In 1934, during the Great Depression, Porter & Bonney of Elba introduced a new method of potato growing called the twin-row method.   Potatoes were planted in double rows about a foot apart with the seed planted 7 inches apart in each row.   A space of about 34 inches between double rows was left.   Consequently, production yields were higher and the plants grew more uniformly.   Next year, Roy A. Porter was elected chairman of a joint committee that sponsored a research program designed to bring about improved potato yield.   Mr. Porter was elected president of the Empire State Potato Club, which cooperated with the New York State Farm Bureau Federation in this research.   In that same year, Porter was one of 12 members nationwide who served on the National Potato Committee to recommend rules and regulations for growers' allotments, information, packing and distribution stamps.   As another example of the growers' dedication of improved yields, in 1935, the Calarco Brothers set a new lettuce raising record of 4,500 crates or 108,000 heads from three acres.

In 1936, the Muck experienced devastating fires.   The Civilian Conservation Corps (CCC) Soil Conservation Camp at Attica-Varysburg was called to extinguish the blaze.   Moats were dug and pumps flooded the affected areas, but the fires continued until a sharp frost assisted in putting out the fires.   However, the frost hit the blooming potatoes and ripe lettuce that resulted in production that was only 1/3 that of the previous year.   Thus, nature provides limits to productivity.

In 1953, Charles Zambito & Sons erected the first bulk storage building for onions.   Instead of onions being packed in crates for storage, they were loaded directly into trucks and dumped 10 feet deep into storage with very little damage.   Thus, more onions could be stored compared to crate storage and less handling was required.   The success of bulk storage resulted in the building of more bulk storage buildings by other growers.

Maintaining muck canals to avoid flooding is an ongoing effort that requires cooperation and money.   When Farms Co. sold the mucklands, canal maintenance was deeded to an association of growers called the Conservation Cooperative, Inc.   However, maintenance was expensive, especially as number of growers declined.   Therefore, the Co-op formed a flood protection plan within a small Watershed Protection District under Federal Public Law 566 in September 1976.   In 1979, the Oak Orchard Small Watershed Protection District was established whereby the Federal Government assumed all construction costs of the flood protection plan.   Owners of acres benefited assumed all costs for land rights and easements, utility line relocation, roadway modifications, bridge and culvert replacement and maintenance.   Phase I construction of the $5.3 million project began in June, 1982, on 6.5 miles of main channel.   It was widened to 26-30 feet and deepened to 15 feet to expel larger amounts of water.   Similar work, called Phase II, was completed in 1986.   Work completed in later years were (1) the north Transit channel and laterals east of Transit Road, (2) all channels west of Transit Road, and (3) diversionary ditches around the muck perimeter to intercept highland water run-off.

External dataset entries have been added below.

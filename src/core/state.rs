// SPDX-License-Identifier: Apache-2.0
// Copyright 2025 rogem contributors
//
// Licensed under the Apache License, Version 2.0 (the "License");
// you may not use this file except in compliance with the License.
// You may obtain a copy of the License at
//
//     http://www.apache.org/licenses/LICENSE-2.0
//
// Unless required by applicable law or agreed to in writing, software
// distributed under the License is distributed on an "AS IS" BASIS,
// WITHOUT WARRANTIES OR CONDITIONS OF ANY KIND, either express or implied.
// See the License for the specific language governing permissions and
// limitations under the License.

//! Save-state byte buffer
//!
//! A little-endian append/consume buffer. Every serializable component
//! writes its fields in a fixed order; deserialization reads them back
//! in the same order. There is no per-field tagging: the layout itself
//! is the format.

use crate::core::error::{EmulatorError, Result};

/// Little-endian save-state buffer
///
/// # Example
///
/// ```
/// use rogem::core::state::StateBuffer;
///
/// let mut buf = StateBuffer::new();
/// buf.write_u32(0xCAFEBABE);
/// buf.write_u8(7);
///
/// let mut buf = StateBuffer::from_bytes(buf.into_bytes());
/// assert_eq!(buf.read_u32().unwrap(), 0xCAFEBABE);
/// assert_eq!(buf.read_u8().unwrap(), 7);
/// ```
pub struct StateBuffer {
    data: Vec<u8>,
    cursor: usize,
}

impl StateBuffer {
    /// Create an empty buffer for writing
    pub fn new() -> Self {
        Self {
            data: Vec::new(),
            cursor: 0,
        }
    }

    /// Wrap an existing byte vector for reading
    pub fn from_bytes(data: Vec<u8>) -> Self {
        Self { data, cursor: 0 }
    }

    /// Consume the buffer and return the written bytes
    pub fn into_bytes(self) -> Vec<u8> {
        self.data
    }

    /// Number of bytes written so far
    pub fn len(&self) -> usize {
        self.data.len()
    }

    /// Whether the buffer holds no bytes
    pub fn is_empty(&self) -> bool {
        self.data.is_empty()
    }

    fn take(&mut self, count: usize) -> Result<&[u8]> {
        if self.cursor + count > self.data.len() {
            return Err(EmulatorError::SaveState(format!(
                "read past end of buffer (cursor {}, want {}, len {})",
                self.cursor,
                count,
                self.data.len()
            )));
        }
        let slice = &self.data[self.cursor..self.cursor + count];
        self.cursor += count;
        Ok(slice)
    }

    pub fn write_u8(&mut self, value: u8) {
        self.data.push(value);
    }

    pub fn write_u16(&mut self, value: u16) {
        self.data.extend_from_slice(&value.to_le_bytes());
    }

    pub fn write_u32(&mut self, value: u32) {
        self.data.extend_from_slice(&value.to_le_bytes());
    }

    pub fn write_u64(&mut self, value: u64) {
        self.data.extend_from_slice(&value.to_le_bytes());
    }

    pub fn write_i32(&mut self, value: i32) {
        self.data.extend_from_slice(&value.to_le_bytes());
    }

    /// Booleans are stored as a single byte (0 or 1)
    pub fn write_bool(&mut self, value: bool) {
        self.data.push(value as u8);
    }

    /// Byte slices are stored with a u32 length prefix
    pub fn write_bytes(&mut self, bytes: &[u8]) {
        self.write_u32(bytes.len() as u32);
        self.data.extend_from_slice(bytes);
    }

    pub fn read_u8(&mut self) -> Result<u8> {
        Ok(self.take(1)?[0])
    }

    pub fn read_u16(&mut self) -> Result<u16> {
        let b = self.take(2)?;
        Ok(u16::from_le_bytes([b[0], b[1]]))
    }

    pub fn read_u32(&mut self) -> Result<u32> {
        let b = self.take(4)?;
        Ok(u32::from_le_bytes([b[0], b[1], b[2], b[3]]))
    }

    pub fn read_u64(&mut self) -> Result<u64> {
        let b = self.take(8)?;
        Ok(u64::from_le_bytes([
            b[0], b[1], b[2], b[3], b[4], b[5], b[6], b[7],
        ]))
    }

    pub fn read_i32(&mut self) -> Result<i32> {
        let b = self.take(4)?;
        Ok(i32::from_le_bytes([b[0], b[1], b[2], b[3]]))
    }

    pub fn read_bool(&mut self) -> Result<bool> {
        Ok(self.take(1)?[0] != 0)
    }

    /// Read a length-prefixed byte vector
    pub fn read_bytes(&mut self) -> Result<Vec<u8>> {
        let len = self.read_u32()? as usize;
        Ok(self.take(len)?.to_vec())
    }

    /// Read a length-prefixed byte vector into an existing slice
    ///
    /// The stored length must match the slice length exactly.
    pub fn read_bytes_into(&mut self, out: &mut [u8]) -> Result<()> {
        let len = self.read_u32()? as usize;
        if len != out.len() {
            return Err(EmulatorError::SaveState(format!(
                "byte block length mismatch: stored {}, expected {}",
                len,
                out.len()
            )));
        }
        out.copy_from_slice(self.take(len)?);
        Ok(())
    }
}

impl Default for StateBuffer {
    fn default() -> Self {
        Self::new()
    }
}
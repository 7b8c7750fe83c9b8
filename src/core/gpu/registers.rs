// SPDX-License-Identifier: Apache-2.0
// Copyright 2025 rogem contributors
//
// Licensed under the Apache License, Version 2.0 (the "License");
// you may not use this file except in compliance with the License.
// You may obtain a copy of the License at
//
//     http://www.apache.org/licenses/LICENSE-2.0
//
// Unless required by applicable law or agreed to in writing, software
// distributed under the License is distributed on an "AS IS" BASIS,
// WITHOUT WARRANTIES OR CONDITIONS OF ANY KIND, either express or implied.
// See the License for the specific language governing permissions and
// limitations under the License.

//! GPUSTAT as a decomposed struct
//!
//! The status register is never stored as a word; it is assembled on
//! demand from the fields GP0(E1)/GP1 writes maintain.

use crate::core::error::Result;
use crate::core::gpu::primitives::TextureDepth;
use crate::core::state::StateBuffer;

/// Horizontal resolution select (display mode bits 0-1)
#[derive(Debug, Clone, Copy, PartialEq, Eq)]
pub enum HorizontalRes {
    H256 = 0,
    H320 = 1,
    H512 = 2,
    H640 = 3,
}

/// Vertical resolution select (display mode bit 2)
#[derive(Debug, Clone, Copy, PartialEq, Eq)]
pub enum VerticalRes {
    V240 = 0,
    V480 = 1,
}

/// PAL/NTSC select (display mode bit 3)
#[derive(Debug, Clone, Copy, PartialEq, Eq)]
pub enum VideoMode {
    Ntsc = 0,
    Pal = 1,
}

/// Display color depth (display mode bit 4)
#[derive(Debug, Clone, Copy, PartialEq, Eq)]
pub enum DisplayDepth {
    Bits15 = 0,
    Bits24 = 1,
}

/// GP1(0x04) DMA direction
#[derive(Debug, Clone, Copy, PartialEq, Eq)]
pub enum DmaDirection {
    Off = 0,
    Fifo = 1,
    CpuToGp0 = 2,
    VramToCpu = 3,
}

/// Decomposed GPUSTAT
#[derive(Debug, Clone, Copy)]
pub struct GpuStatus {
    /// Texture page base x in 64-pixel units (bits 0-3)
    pub tex_page_x: u8,
    /// Texture page base y in 256-pixel units (bit 4)
    pub tex_page_y: u8,
    /// Semi-transparency mode (bits 5-6)
    pub semi_transparency: u8,
    /// Texture page color depth (bits 7-8)
    pub tex_depth: TextureDepth,
    /// Dither 24-bit to 15-bit (bit 9)
    pub dither: bool,
    /// Drawing to the display area allowed (bit 10)
    pub draw_to_display: bool,
    /// Force mask bit on drawn pixels (bit 11)
    pub set_mask_bit: bool,
    /// Skip masked pixels when drawing (bit 12)
    pub preserve_masked: bool,
    /// Interlace field (bit 13)
    pub interlace_field: bool,
    /// Horizontal resolution 2 (bit 16)
    pub h_res2: u8,
    /// Horizontal resolution 1 (bits 17-18)
    pub h_res1: HorizontalRes,
    /// Vertical resolution (bit 19)
    pub v_res: VerticalRes,
    /// PAL/NTSC (bit 20)
    pub video_mode: VideoMode,
    /// Display color depth (bit 21)
    pub display_depth: DisplayDepth,
    /// Vertical interlace enable (bit 22)
    pub v_interlace: bool,
    /// Display disabled (bit 23)
    pub display_disabled: bool,
    /// Interrupt request (bit 24)
    pub irq: bool,
    /// DMA data request (bit 25)
    pub dreq: bool,
    /// Ready to receive a GP0 command (bit 26)
    pub ready_receive_cmd: bool,
    /// Ready to send VRAM to the CPU (bit 27)
    pub ready_send_vram: bool,
    /// Ready to receive a DMA block (bit 28)
    pub ready_receive_dma: bool,
    /// DMA direction (bits 29-30)
    pub dma_direction: DmaDirection,
    /// Drawing even/odd lines in interlace (bit 31)
    pub interlace_draw_lines: bool,
}

impl GpuStatus {
    /// Power-on status: ready bits raised, display disabled
    pub fn new() -> Self {
        Self {
            tex_page_x: 0,
            tex_page_y: 0,
            semi_transparency: 0,
            tex_depth: TextureDepth::Bits4,
            dither: false,
            draw_to_display: false,
            set_mask_bit: false,
            preserve_masked: false,
            interlace_field: true,
            h_res2: 0,
            h_res1: HorizontalRes::H256,
            v_res: VerticalRes::V240,
            video_mode: VideoMode::Ntsc,
            display_depth: DisplayDepth::Bits15,
            v_interlace: false,
            display_disabled: true,
            irq: false,
            dreq: false,
            ready_receive_cmd: true,
            ready_send_vram: true,
            ready_receive_dma: true,
            dma_direction: DmaDirection::Off,
            interlace_draw_lines: false,
        }
    }

    /// Assemble the GPUSTAT word
    pub fn word(&self) -> u32 {
        let mut result = 0u32;
        result |= self.tex_page_x as u32;
        result |= (self.tex_page_y as u32) << 4;
        result |= (self.semi_transparency as u32) << 5;
        result |= (self.tex_depth as u32) << 7;
        result |= (self.dither as u32) << 9;
        result |= (self.draw_to_display as u32) << 10;
        result |= (self.set_mask_bit as u32) << 11;
        result |= (self.preserve_masked as u32) << 12;
        result |= (self.interlace_field as u32) << 13;
        result |= (self.h_res2 as u32) << 16;
        result |= (self.h_res1 as u32) << 17;
        result |= (self.v_res as u32) << 19;
        result |= (self.video_mode as u32) << 20;
        result |= (self.display_depth as u32) << 21;
        result |= (self.v_interlace as u32) << 22;
        result |= (self.display_disabled as u32) << 23;
        result |= (self.irq as u32) << 24;
        result |= (self.dreq as u32) << 25;
        result |= (self.ready_receive_cmd as u32) << 26;
        result |= (self.ready_send_vram as u32) << 27;
        result |= (self.ready_receive_dma as u32) << 28;
        result |= (self.dma_direction as u32) << 29;
        result |= (self.interlace_draw_lines as u32) << 31;
        result
    }

    /// Apply a GP0(E1) draw-mode word
    pub fn set_draw_mode(&mut self, mode: u32) {
        self.tex_page_x = (mode & 0xF) as u8;
        self.tex_page_y = ((mode >> 4) & 1) as u8;
        self.semi_transparency = ((mode >> 5) & 3) as u8;
        self.tex_depth = TextureDepth::from_bits(mode >> 7);
        self.dither = (mode >> 9) & 1 != 0;
        self.draw_to_display = (mode >> 10) & 1 != 0;
    }

    /// Apply a GP1(0x08) display-mode word
    pub fn set_display_mode(&mut self, mode: u32) {
        self.h_res1 = match mode & 3 {
            0 => HorizontalRes::H256,
            1 => HorizontalRes::H320,
            2 => HorizontalRes::H512,
            _ => HorizontalRes::H640,
        };
        self.v_res = if (mode >> 2) & 1 != 0 {
            VerticalRes::V480
        } else {
            VerticalRes::V240
        };
        self.video_mode = if (mode >> 3) & 1 != 0 {
            VideoMode::Pal
        } else {
            VideoMode::Ntsc
        };
        self.display_depth = if (mode >> 4) & 1 != 0 {
            DisplayDepth::Bits24
        } else {
            DisplayDepth::Bits15
        };
        self.v_interlace = (mode >> 5) & 1 != 0;
        self.h_res2 = ((mode >> 6) & 1) as u8;
    }

    /// Serialize as the assembled word plus the depth discriminant
    pub fn serialize(&self, buf: &mut StateBuffer) {
        buf.write_u32(self.word());
    }

    /// Restore from the assembled word
    pub fn deserialize(&mut self, buf: &mut StateBuffer) -> Result<()> {
        let word = buf.read_u32()?;
        self.tex_page_x = (word & 0xF) as u8;
        self.tex_page_y = ((word >> 4) & 1) as u8;
        self.semi_transparency = ((word >> 5) & 3) as u8;
        self.tex_depth = TextureDepth::from_bits(word >> 7);
        self.dither = (word >> 9) & 1 != 0;
        self.draw_to_display = (word >> 10) & 1 != 0;
        self.set_mask_bit = (word >> 11) & 1 != 0;
        self.preserve_masked = (word >> 12) & 1 != 0;
        self.interlace_field = (word >> 13) & 1 != 0;
        self.h_res2 = ((word >> 16) & 1) as u8;
        self.h_res1 = match (word >> 17) & 3 {
            0 => HorizontalRes::H256,
            1 => HorizontalRes::H320,
            2 => HorizontalRes::H512,
            _ => HorizontalRes::H640,
        };
        self.v_res = if (word >> 19) & 1 != 0 {
            VerticalRes::V480
        } else {
            VerticalRes::V240
        };
        self.video_mode = if (word >> 20) & 1 != 0 {
            VideoMode::Pal
        } else {
            VideoMode::Ntsc
        };
        self.display_depth = if (word >> 21) & 1 != 0 {
            DisplayDepth::Bits24
        } else {
            DisplayDepth::Bits15
        };
        self.v_interlace = (word >> 22) & 1 != 0;
        self.display_disabled = (word >> 23) & 1 != 0;
        self.irq = (word >> 24) & 1 != 0;
        self.dreq = (word >> 25) & 1 != 0;
        self.ready_receive_cmd = (word >> 26) & 1 != 0;
        self.ready_send_vram = (word >> 27) & 1 != 0;
        self.ready_receive_dma = (word >> 28) & 1 != 0;
        self.dma_direction = match (word >> 29) & 3 {
            0 => DmaDirection::Off,
            1 => DmaDirection::Fifo,
            2 => DmaDirection::CpuToGp0,
            _ => DmaDirection::VramToCpu,
        };
        self.interlace_draw_lines = (word >> 31) != 0;
        Ok(())
    }
}

impl Default for GpuStatus {
    fn default() -> Self {
        Self::new()
    }
}

#[cfg(test)]
mod tests {
    use super::*;

    #[test]
    fn test_power_on_ready_bits() {
        let status = GpuStatus::new();
        let word = status.word();
        assert_ne!(word & (1 << 26), 0, "ready to receive command");
        assert_ne!(word & (1 << 27), 0, "ready to send VRAM");
        assert_ne!(word & (1 << 28), 0, "ready to receive DMA");
        assert_ne!(word & (1 << 23), 0, "display starts disabled");
    }

    #[test]
    fn test_draw_mode_fields() {
        let mut status = GpuStatus::new();
        status.set_draw_mode(0x0000_02A7);
        assert_eq!(status.tex_page_x, 7);
        assert_eq!(status.tex_page_y, 0);
        assert_eq!(status.semi_transparency, 1);
        assert_eq!(status.tex_depth, TextureDepth::Bits8);
        assert!(status.dither);

        let word = status.word();
        assert_eq!(word & 0xF, 7);
        assert_eq!((word >> 7) & 3, 1);
    }

    #[test]
    fn test_display_mode_fields() {
        let mut status = GpuStatus::new();
        // 320x240 NTSC, 15-bit
        status.set_display_mode(0x01);
        assert_eq!(status.h_res1, HorizontalRes::H320);
        assert_eq!(status.v_res, VerticalRes::V240);
        assert_eq!(status.video_mode, VideoMode::Ntsc);

        // PAL + 480i
        status.set_display_mode(0x2C);
        assert_eq!(status.v_res, VerticalRes::V480);
        assert_eq!(status.video_mode, VideoMode::Pal);
        assert!(status.v_interlace);
    }

    #[test]
    fn test_serialize_round_trip() {
        let mut status = GpuStatus::new();
        status.set_draw_mode(0x1FF);
        status.irq = true;
        status.dma_direction = DmaDirection::CpuToGp0;

        let mut buf = StateBuffer::new();
        status.serialize(&mut buf);

        let mut restored = GpuStatus::new();
        let mut buf = StateBuffer::from_bytes(buf.into_bytes());
        restored.deserialize(&mut buf).unwrap();

        assert_eq!(restored.word(), status.word());
    }
}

In this environmentally sensitive age, muck farming is controversial because the drainage of wetlands destroys wildlife habitat and migratory bird stopovers.   Much American muckland has been reclaimed for wildlife preserves.   Therefore, it is unlikely that any more muckland will be created in the U.S.   When first reclaimed from the swamp, the Muck covered 9,000 acres.   By 2006, it had been reduced to 6,000 acres as some parts became too shallow for muck farming.   With less tillable soil and fewer growers to maintain the expensive canal draining and maintenance, the Muck will someday no longer be profitable and will have to be abandoned.   When will that day come?   No one really knows, but its future is limited.   Eventually, it will be revert to swampland for the wild plants and animals that inhabited it long ago.


Scott D. Benz, Village Historian, Town of Elba, 175th Anniversary Committee, located in the Richmond Memorial Library, Batavia, NY.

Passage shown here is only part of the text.